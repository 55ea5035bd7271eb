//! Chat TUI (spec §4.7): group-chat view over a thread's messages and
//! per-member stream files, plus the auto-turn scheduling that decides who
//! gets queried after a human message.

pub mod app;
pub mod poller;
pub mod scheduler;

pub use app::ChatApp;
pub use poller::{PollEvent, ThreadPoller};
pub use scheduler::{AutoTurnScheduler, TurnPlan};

::::::::

[Work item]
Write out the entries in full, exactly as given.

[Final answer]
repository 55ea5035bd7271eb
//! Chat TUI (spec §4.7): group-chat view over a thread's messages and
//! per-member stream files, plus the auto-turn scheduling that decides who
//! gets queried after a human message.

pub mod app;
pub mod poller;
pub mod scheduler;

pub use app::ChatApp;
pub use poller::{PollEvent, ThreadPoller};
pub use scheduler::{AutoTurnScheduler, TurnPlan};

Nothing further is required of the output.